If this was a television in my living room? Yeah I wouldn't use that shit. It's not perfect and I'm under no illusion about that. But for my desktop and _my_ uses? I find the problems don't outweigh the benefits.
The IPS glow/blooming isn't an issue for me if a scene isn't literally 0,0,0 black with intense highlights.
The only media that has ever made me notice blooming, and it occurred in a miniscule portion of it, was in Dead Space. It is a exceedingly small occurrence that I can put up with it for the benefits it otherwise have.
More lighting zones and/or better dimming algorithms helps here. The China men have better miniLED monitors on market than the US or Europe. FFalcon U8 is supposedly even better than the Innocn 27m2v I have. Redmagic has their 5000 zone one in the lab that they displayed at a tech show 2 years ago or something.
>With modern
I'm talking about consumer affordable technologies in the context of their relevant time periods of usage so we're on the same page.
4k? I don't know of a single 16:9/16:10 CRT that does that resolution. I doubt it exists, if it does it's probably as expensive back then as a tandem display is nowadays. I don't really care about halo products that are tens of thousands, yeah they exist, but I don't work in a field that does video editing.
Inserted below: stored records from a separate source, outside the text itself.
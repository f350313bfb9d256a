//! Get command implementation

use super::{open, OutputFormat};
use crate::config::Settings;
use crate::domain::Lookup;
use clap::Args;

/// Arguments for the get command
#[derive(Args, Debug)]
pub struct GetArgs {
    /// Path to resolve, e.g. `server.port`
    pub path: String,

    /// Output format
    #[arg(short, long, value_enum, default_value_t = OutputFormat::Json)]
    pub output: OutputFormat,
}

impl GetArgs {
    /// Execute the get command
    pub async fn execute(&self, settings: &Settings) -> anyhow::Result<i32> {
        tracing::info!(path = %self.path, "Resolving configuration path");

        let loader = match open(settings).await {
            Ok(l) => l,
            Err(e) => {
                println!("❌ Failed to load configuration");
                println!("   Error: {e}");
                return Ok(2); // Configuration error exit code
            }
        };

        let value = match loader.manager().get(&self.path) {
            Ok(v) => v,
            Err(e) if e.is_not_found() => {
                println!("❌ {e}");
                return Ok(3); // Path not found exit code
            }
            Err(e) => return Err(e.into()),
        };

        println!("{}", self.output.render(&value)?);
        loader.manager().close()?;
        Ok(0)
    }
}
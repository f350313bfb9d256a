//! In-process source
//!
//! Holds a tree supplied by the embedding program, typically for overrides
//! computed at runtime. Updates are picked up on the manager's next reload
//! poll, or immediately with [`Manager::rebuild`](crate::manager::Manager::rebuild).

use super::{impl_source_lookup, ObservableSource, Source, SourceBase};
use crate::domain::{Partial, Result};
use async_trait::async_trait;
use std::sync::atomic::{AtomicBool, Ordering};

/// Source backed by an in-memory tree
pub struct MemorySource {
    base: SourceBase,
    dirty: AtomicBool,
}

impl MemorySource {
    /// Source holding `partial`
    pub fn new(partial: Partial, separator: &str) -> Self {
        Self {
            base: SourceBase::new(partial, separator),
            dirty: AtomicBool::new(false),
        }
    }

    /// Replace the tree; the next reload reports a change if it differs
    pub fn update(&self, partial: Partial) {
        if self.base.replace(partial) {
            self.dirty.store(true, Ordering::SeqCst);
        }
    }
}

impl_source_lookup!(MemorySource);

impl Source for MemorySource {
    fn snapshot(&self) -> Partial {
        self.base.snapshot()
    }

    fn as_observable(&self) -> Option<&dyn ObservableSource> {
        Some(self)
    }
}

#[async_trait]
impl ObservableSource for MemorySource {
    async fn reload(&self) -> Result<bool> {
        Ok(self.dirty.swap(false, Ordering::SeqCst))
    }
}

#[cfg(test)]
mod tests {
    use super::*;
    use crate::domain::Lookup;

    #[tokio::test]
    async fn test_update_is_reported_once() {
        let source = MemorySource::new(Partial::new(), ".");
        assert!(!source.reload().await.unwrap());

        let mut next = Partial::new();
        next.insert("a", 1);
        source.update(next.clone());
        assert_eq!(source.int("a").unwrap(), 1);
        assert!(source.reload().await.unwrap());
        assert!(!source.reload().await.unwrap());

        source.update(next);
        assert!(!source.reload().await.unwrap());
    }
}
I looked up what QSXGA CRTs existed, now correct me if I'm wrong here, but it's a tiny list. The actual display sizes excluding bezel is tiny too. Then you have retarded caveats like this: "Taking full advantage of this monitor's capabilities on a modern graphics card requires a very high bandwidth DAC, capable of at least 534z. This will allow it to display 2880x2160 at 60hz"
Anyway, cheap and 1200p? At 60hz? 50hz? I remember using CRTs and I don't want to go back. Shit is literally headache inducing on cheap monitors.